(Beginning of DATA SECTION)
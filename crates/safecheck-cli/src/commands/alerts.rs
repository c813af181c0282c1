use chrono::{DateTime, NaiveDate, Utc};
use clap::{Args, Subcommand};
use safecheck_core::{AlertStatus, CallOutcome, EscalationTarget, Moderator};
use serde_json::json;

use super::{print_json, CmdResult, Context};

/// Identity of the acting moderator.
#[derive(Args)]
pub struct ModeratorArgs {
    #[arg(long = "moderator")]
    pub id: i64,
    #[arg(long = "org")]
    pub org_id: i64,
}

impl From<&ModeratorArgs> for Moderator {
    fn from(args: &ModeratorArgs) -> Self {
        Moderator {
            id: args.id,
            org_id: args.org_id,
        }
    }
}

#[derive(Subcommand)]
pub enum AlertsAction {
    /// Open alerts of the organisation, critical first
    List {
        #[command(flatten)]
        moderator: ModeratorArgs,
    },
    /// Full incident history behind an alert
    Timeline {
        alert_id: i64,
        #[command(flatten)]
        moderator: ModeratorArgs,
    },
    /// Resolved incidents, most recently resolved first
    Resolved {
        /// Earliest resolution: YYYY-MM-DD or an RFC 3339 time
        #[arg(long, requires = "to")]
        from: Option<String>,
        /// Latest resolution: YYYY-MM-DD (whole day) or an RFC 3339 time
        #[arg(long, requires = "from")]
        to: Option<String>,
        #[command(flatten)]
        moderator: ModeratorArgs,
    },
    /// Acknowledge, start, or close an alert
    Status {
        alert_id: i64,
        /// acknowledged, in_progress, resolved or false_alarm
        status: String,
        #[arg(long)]
        notes: Option<String>,
        #[command(flatten)]
        moderator: ModeratorArgs,
    },
    /// Log a call to the user
    Call {
        alert_id: i64,
        /// initiated, ringing, attended_safe, attended_not_safe, not_attended or failed
        outcome: String,
        /// Call length in seconds
        #[arg(long)]
        duration: Option<u32>,
        #[arg(long)]
        notes: Option<String>,
        #[command(flatten)]
        moderator: ModeratorArgs,
    },
    /// Hand the incident to police, family or an administrator
    Escalate {
        checkin_id: i64,
        /// police, family or admin
        target: String,
        #[command(flatten)]
        moderator: ModeratorArgs,
    },
    /// Close a check-in and all its alerts
    Resolve {
        checkin_id: i64,
        #[arg(long)]
        notes: Option<String>,
        #[command(flatten)]
        moderator: ModeratorArgs,
    },
}

pub async fn run(action: AlertsAction) -> CmdResult {
    let ctx = Context::open()?;
    let service = &ctx.service;
    match action {
        AlertsAction::List { moderator } => {
            print_json(&service.active_alerts((&moderator).into())?)?;
        }
        AlertsAction::Timeline {
            alert_id,
            moderator,
        } => {
            print_json(&service.alert_timeline((&moderator).into(), alert_id)?)?;
        }
        AlertsAction::Resolved {
            from,
            to,
            moderator,
        } => {
            let range = match (from, to) {
                (Some(from), Some(to)) => Some((bound(&from, false)?, bound(&to, true)?)),
                _ => None,
            };
            let incidents = service.resolved_incidents((&moderator).into(), range)?;
            print_json(&json!({ "total": incidents.len(), "incidents": incidents }))?;
        }
        AlertsAction::Status {
            alert_id,
            status,
            notes,
            moderator,
        } => {
            let to = AlertStatus::parse(&status)?;
            let alert =
                service.update_alert_status((&moderator).into(), alert_id, to, notes.as_deref())?;
            print_json(&alert)?;
        }
        AlertsAction::Call {
            alert_id,
            outcome,
            duration,
            notes,
            moderator,
        } => {
            let outcome = CallOutcome::parse(&outcome)?;
            let result = service
                .log_call((&moderator).into(), alert_id, outcome, duration, notes)
                .await?;
            print_json(&result)?;
        }
        AlertsAction::Escalate {
            checkin_id,
            target,
            moderator,
        } => {
            let target = EscalationTarget::parse(&target)?;
            let alert = service
                .escalate((&moderator).into(), checkin_id, target)
                .await?;
            print_json(&alert)?;
        }
        AlertsAction::Resolve {
            checkin_id,
            notes,
            moderator,
        } => {
            let outcome = service.resolve((&moderator).into(), checkin_id, notes.as_deref())?;
            print_json(&outcome)?;
        }
    }
    Ok(())
}

/// A range bound. A bare date covers that whole UTC day.
fn bound(raw: &str, end_of_day: bool) -> Result<DateTime<Utc>, String> {
    if let Ok(at) = DateTime::parse_from_rfc3339(raw) {
        return Ok(at.with_timezone(&Utc));
    }
    let date = NaiveDate::parse_from_str(raw, "%Y-%m-%d")
        .map_err(|_| format!("invalid date '{raw}': expected YYYY-MM-DD or RFC 3339"))?;
    let time = if end_of_day {
        date.and_hms_micro_opt(23, 59, 59, 999_999)
    } else {
        date.and_hms_opt(0, 0, 0)
    };
    time.map(|t| t.and_utc()).ok_or_else(|| format!("invalid date '{raw}'"))
}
(End of DATA SECTION)
EXERCISE:
Among the records, find all lines that include the string "AlertStatus" and return them.

ANSWER SPACE:
use safecheck_core::{AlertStatus, CallOutcome, EscalationTarget, Moderator};
            let to = AlertStatus::parse(&status)?;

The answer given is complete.